В машине, когда мы всё загрузили и пристегнулись, Пшёнка сразу сама врубила музыку и принялась открывать жвачку.
— Будешь? — поднесла она к моим губам розовый рулон.
— Нет, — слегка отклонился я.
— Ну, и ладно. Мне больше достанется, — немного отмотав жвачки, она прикусила ее край круглой пластиковой упаковкой и закинула в рот короткую пластинку. — Ммм, класс! Хотя… — поморщилась она. — Как-то приторно. В детстве вкуснее казалось.
— Или мы привыкли к другим жвачкам.
— А помнишь, были такие жевательные конфеты, от которых язык сильно красился?
— Конечно, — кивнул я.
— Я помню, как первый раз съела такую. Синего цвета. И не знала тогда, что она красит. А потом в зеркале увидела, что у меня язык и губы синие. После этого проревела часа два из-за того, что Лёшка, мой брат, сказал мне, что у меня всё посинело из-за того, что я умираю. Дурак, блин. Я до сих пор избегаю всяких синих конфет и жвачек, — рассмеялась Пшёнка.
Глава 10. Ольга
Пряник припарковался у уже знакомого мне коттеджа. Первым вышел из машины, распахнул заднюю дверцу и достал пакеты с продуктами. Я со своим тортиком чинно, благородно ждала его у калитки. Одна я туда, где прямо сейчас визжат Соня и Варя, явно пригретые солнцем, не войду.
— Ты бы торт спрятала? — указал Пряник на него кивком.
— Зачем? Не хочешь делиться с сестренками? Обойдёшься.
— Смотри. Я предупредил, — загадочно протянул Артём и открыл для нас
Наверное, для того, чтобы опять пялиться на мой зад. Поди, весь поход по магазину смотрел и думал о белых трусах под моими джинсами.
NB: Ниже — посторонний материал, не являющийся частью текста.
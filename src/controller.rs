// src/controller.rs

use std::sync::Arc;
use std::sync::atomic::{AtomicU64, Ordering};

use crate::errors::HubError;
use crate::filters::{FilterEvent, FilterState};
use crate::pagination::{LoadedPage, PageRequest, PageResult, PageToken, closest_page_index};
use crate::paging::PagingSource;

static NEXT_CONTROLLER_ID: AtomicU64 = AtomicU64::new(1);

#[derive(Debug, Clone, Copy, PartialEq, Eq)]
pub enum LoadDirection {
    Refresh,
    Append,
    Prepend,
}

/// Idle → Loading(kierunek) → {Loaded | Errored}; z Loaded/Errored można
/// zacząć kolejne pobranie.
#[derive(Debug, Clone, PartialEq)]
pub enum LoadState {
    Idle,
    Loading(LoadDirection),
    Loaded,
    Errored {
        direction: LoadDirection,
        message: String,
    },
}

/// Zlecenie pobrania jednej strony, wydane przez konkretny kontroler
/// dla konkretnej generacji filtrów.
#[derive(Debug, Clone)]
pub struct LoadTicket {
    controller_id: u64,
    generation: u64,
    direction: LoadDirection,
    request: PageRequest,
    leading_offset: usize,
}

impl LoadTicket {
    pub fn request(&self) -> &PageRequest {
        &self.request
    }

    pub fn direction(&self) -> LoadDirection {
        self.direction
    }
}

#[derive(Debug)]
pub enum LoadOutcome {
    Applied {
        direction: LoadDirection,
        count: usize,
    },
    /// Wynik dla nieaktualnych filtrów albo innego kontrolera; odrzucony.
    Stale,
    Failed(HubError),
}

/// Jedno pobranie strony dla zlecenia; można je uruchomić w osobnym zadaniu.
pub async fn fetch_page<S: PagingSource>(
    source: &S,
    ticket: &LoadTicket,
) -> Result<PageResult<S::Item>, HubError> {
    source.load_page(&ticket.request).await
}

/// Lista doładowywana stronami dla jednego źródła i jednego zestawu filtrów.
///
/// Wszystkie pozycje przyjmowane przez kontroler (`item`, `refresh_key`,
/// `begin_refresh`, `refresh`) są bezwzględne: liczone od początku pełnej
/// listy serwera, więc pierwszy załadowany element ma pozycję
/// `leading_offset()`. Indeks w załadowanych stronach, którego używa
/// `PagingSource::refresh_key`, powstaje wyłącznie w `loaded_index`.
pub struct PagedListController<S: PagingSource> {
    id: u64,
    source: Arc<S>,
    filters: FilterState,
    pages: Vec<LoadedPage<S::Item>>,
    leading_offset: usize,
    total: Option<u64>,
    generation: u64,
    state: LoadState,
    failed: Option<LoadTicket>,
}

impl<S: PagingSource> PagedListController<S> {
    pub fn new(source: Arc<S>, filters: FilterState) -> Self {
        PagedListController {
            id: NEXT_CONTROLLER_ID.fetch_add(1, Ordering::Relaxed),
            source,
            filters,
            pages: Vec::new(),
            leading_offset: 0,
            total: None,
            generation: 0,
            state: LoadState::Idle,
            failed: None,
        }
    }

    pub fn source(&self) -> Arc<S> {
        self.source.clone()
    }

    pub fn filters(&self) -> &FilterState {
        &self.filters
    }

    pub fn state(&self) -> &LoadState {
        &self.state
    }

    pub fn is_loading(&self) -> bool {
        matches!(self.state, LoadState::Loading(_))
    }

    pub fn pages(&self) -> &[LoadedPage<S::Item>] {
        &self.pages
    }

    pub fn items(&self) -> impl Iterator<Item = &S::Item> {
        self.pages.iter().flat_map(|p| p.items.iter())
    }

    pub fn len(&self) -> usize {
        self.pages.iter().map(|p| p.items.len()).sum()
    }

    pub fn is_empty(&self) -> bool {
        self.len() == 0
    }

    /// Bezwzględna pozycja pierwszego załadowanego elementu.
    pub fn leading_offset(&self) -> usize {
        self.leading_offset
    }

    /// Element pod bezwzględną pozycją listy (uwzględnia `leading_offset`).
    pub fn item(&self, position: usize) -> Option<&S::Item> {
        let relative = position.checked_sub(self.leading_offset)?;
        self.items().nth(relative)
    }

    pub fn total(&self) -> Option<u64> {
        self.total
    }

    pub fn has_more_forward(&self) -> bool {
        self.pages.last().is_some_and(|p| p.next.is_some())
    }

    pub fn has_more_backward(&self) -> bool {
        self.pages.first().is_some_and(|p| p.prev.is_some())
    }

    /// Bezwzględna pozycja przeliczona na indeks w załadowanych stronach,
    /// w jakim pracuje `PagingSource::refresh_key`.
    fn loaded_index(&self, position: usize) -> usize {
        position.saturating_sub(self.leading_offset)
    }

    /// Token, od którego zacznie się pełne odświeżenie wokół `position`.
    pub fn refresh_key(&self, position: Option<usize>) -> Option<PageToken> {
        let anchor = position.map(|p| self.loaded_index(p));
        self.source.refresh_key(&self.pages, anchor)
    }

    fn ticket(&mut self, direction: LoadDirection, token: Option<PageToken>) -> LoadTicket {
        self.state = LoadState::Loading(direction);
        LoadTicket {
            controller_id: self.id,
            generation: self.generation,
            direction,
            request: PageRequest::new(token, self.source.page_size(), self.filters.clone()),
            leading_offset: self.leading_offset,
        }
    }

    /// Pełne odświeżenie. Zastępuje każde trwające pobranie.
    /// `position` to bezwzględna pozycja, przy której stoi użytkownik.
    pub fn begin_refresh(&mut self, position: Option<usize>) -> LoadTicket {
        let key = self.refresh_key(position);
        let leading_offset = match (position, &key) {
            (Some(position), Some(_)) => closest_page_index(&self.pages, self.loaded_index(position))
                .map_or(0, |(_, before)| self.leading_offset + before),
            _ => 0,
        };
        self.generation += 1;
        self.failed = None;
        tracing::debug!(
            "Kontroler {}: odświeżenie od {:?} (generacja {})",
            self.id,
            key,
            self.generation
        );
        let mut ticket = self.ticket(LoadDirection::Refresh, key);
        ticket.leading_offset = leading_offset;
        ticket
    }

    /// Doładowanie w przód lub wstecz. `None`, gdy trwa inne pobranie
    /// albo kierunek jest wyczerpany.
    pub fn begin(&mut self, direction: LoadDirection) -> Option<LoadTicket> {
        if self.is_loading() {
            tracing::debug!("Kontroler {}: pobranie już trwa, pomijam", self.id);
            return None;
        }
        let token = match direction {
            LoadDirection::Refresh => return Some(self.begin_refresh(None)),
            LoadDirection::Append => self.pages.last()?.next.clone()?,
            LoadDirection::Prepend => self.pages.first()?.prev.clone()?,
        };
        Some(self.ticket(direction, Some(token)))
    }

    /// Ponowienie ostatniego nieudanego pobrania z tymi samymi argumentami.
    pub fn begin_retry(&mut self) -> Option<LoadTicket> {
        if !matches!(self.state, LoadState::Errored { .. }) {
            return None;
        }
        let ticket = self.failed.take()?;
        if ticket.generation != self.generation {
            return None;
        }
        self.state = LoadState::Loading(ticket.direction);
        Some(ticket)
    }

    /// Nowe filtry: lista jest czyszczona od razu, a wynik każdego
    /// trwającego pobrania zostanie odrzucony.
    pub fn set_filters(&mut self, filters: FilterState) -> Option<LoadTicket> {
        if filters == self.filters {
            return None;
        }
        self.filters = filters;
        self.pages.clear();
        self.leading_offset = 0;
        self.total = None;
        self.generation += 1;
        self.failed = None;
        tracing::info!(
            "Kontroler {}: zmiana filtrów, generacja {}",
            self.id,
            self.generation
        );
        Some(self.ticket(LoadDirection::Refresh, None))
    }

    pub fn apply_filter(&mut self, event: FilterEvent) -> Option<LoadTicket> {
        let next = self.filters.clone().apply(event);
        self.set_filters(next)
    }

    /// Dołącza wynik zlecenia do listy, o ile zlecenie jest nadal aktualne.
    pub fn complete(
        &mut self,
        ticket: LoadTicket,
        result: Result<PageResult<S::Item>, HubError>,
    ) -> LoadOutcome {
        if ticket.controller_id != self.id
            || ticket.generation != self.generation
            || self.state != LoadState::Loading(ticket.direction)
        {
            tracing::debug!(
                "Kontroler {}: odrzucono nieaktualny wynik (generacja {} != {})",
                self.id,
                ticket.generation,
                self.generation
            );
            return LoadOutcome::Stale;
        }

        let page = match result.and_then(|page| {
            page.ensure_scheme(self.source.scheme())?;
            Ok(page)
        }) {
            Ok(page) => page,
            Err(error) => {
                tracing::warn!(
                    "Kontroler {}: błąd ładowania strony {:?}: {}",
                    self.id,
                    ticket.request.token,
                    error
                );
                self.state = LoadState::Errored {
                    direction: ticket.direction,
                    message: error.user_message(),
                };
                self.failed = Some(ticket);
                return LoadOutcome::Failed(error);
            }
        };

        let count = page.items.len();
        if page.total.is_some() {
            self.total = page.total;
        }
        let direction = ticket.direction;
        let loaded = LoadedPage::new(ticket.request.token, page);
        match direction {
            LoadDirection::Refresh => {
                self.pages = vec![loaded];
                self.leading_offset = ticket.leading_offset;
            }
            LoadDirection::Append => self.pages.push(loaded),
            LoadDirection::Prepend => {
                self.leading_offset = self.leading_offset.saturating_sub(count);
                self.pages.insert(0, loaded);
            }
        }
        self.state = LoadState::Loaded;
        self.failed = None;
        tracing::debug!(
            "Kontroler {}: {:?} +{} pozycji (razem {})",
            self.id,
            direction,
            count,
            self.len()
        );
        LoadOutcome::Applied { direction, count }
    }

    async fn run(&mut self, ticket: LoadTicket) -> LoadOutcome {
        let source = self.source.clone();
        let result = fetch_page(source.as_ref(), &ticket).await;
        self.complete(ticket, result)
    }

    pub async fn refresh(&mut self, position: Option<usize>) -> LoadOutcome {
        let ticket = self.begin_refresh(position);
        self.run(ticket).await
    }

    pub async fn load_more(&mut self) -> Option<LoadOutcome> {
        let ticket = self.begin(LoadDirection::Append)?;
        Some(self.run(ticket).await)
    }

    pub async fn load_previous(&mut self) -> Option<LoadOutcome> {
        let ticket = self.begin(LoadDirection::Prepend)?;
        Some(self.run(ticket).await)
    }

    pub async fn retry(&mut self) -> Option<LoadOutcome> {
        let ticket = self.begin_retry()?;
        Some(self.run(ticket).await)
    }

    pub async fn update_filters(&mut self, event: FilterEvent) -> Option<LoadOutcome> {
        let ticket = self.apply_filter(event)?;
        Some(self.run(ticket).await)
    }
}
А вот облом ему — там уже красные. Пришлось переодеть, так как на тонком белом кружеве после встречи с забором остались затяжки. А трусы на мне, принципиально, должны быть идеальными, если не для парня, то для возможной встречи с патологоанатомом. Кто знает, чем день закончится? Застревание в заборе, например, я тоже не планировала.
— Оля приехала! — детский вопль откуда-то из кустов сразу привлек моё внимание. И пришлось сразу сгруппироваться, оставить торт на тротуаре и присесть на колено, чтобы два мелких гнома в розовых панамках смогли меня обнять и при этом не уложить на лопатки.
— Привет, красоточки! — обняла я девочек, которые прижимали меня так крепко, что сразу стало ясно, что видеть меня они очень рады.
— Это что, торт? — воскликнула Варька и на детских личиках обеих девчонок сразу возникли лукавые улыбочки.
— Всё. С этого момента пикник официально объявляется нафиг никому не нужным, — вздохнул Михаил Захарович, стоящий в гриль-зоне.
— Почему? — не поняла я.
— Торт, — сказала Марина Олеговна, вышедшая из дома. Улыбнувшись мне, она поджала губы, словно говоря, что кое-кто (я) облажалась. — Они теперь ничего есть не станут, пока торт не поедят. А после торта им уже ничего не нужно будет.
— Ой, — поморщилась я виновато и выпрямилась. Девчонки уже понесли торт на стол в беседку. — Я не подумала. Простите.
— Ничего страшного, — махнула Марина Олеговна и подошла ко мне, чтобы обнять. — Спасибо, что приехала.
— Вы не оставили мне выбора, — хохотнула я.
— Я в загсе так же говорил. Не помогло, — хитро улыбнулся Михаил Захарович и тут же получил нарочито укоризненный взгляд от жены.
— Оля, поможешь мне на кухне? — спросила Марина Олеговна.
— Конечно, — с удовольствием согласилась я.
Еще в общаге, пока переодевалась, я пришла к решению, что нужно как-то и чем-то задобрить этого пряничного чёрта, чтобы он не испортил мне следующее свидание. Может, если я сделаю ему что-нибудь хорошее, он тоже, хотя бы на подсознательном уровне, постарается не портить мне свидания и платья?
— Эй, малявки, а меня обнять не хотите? — вышел Артём из дома, где оставил пакеты с продуктами.
— А ты торт привёз? — очень, очень находчивая старшая.
— Всё с вами ясно, — усмехнулся Артём и прошёл к отцу.
— Давай, малой, составляй компанию, — кинул ему Михаил Захарович бутылку с пивом. — На сухую я этот пикник не потяну. Вы же с Ольгой, всё равно, с ночёвкой…
С какой ещё, нафиг, ночёвкой? Я на такое не подписывалась!
И какого, блин, хрена, этот пряничный чёрт открыл бутылку и демонстративно, глядя мне в глаза, хлебнул из неё?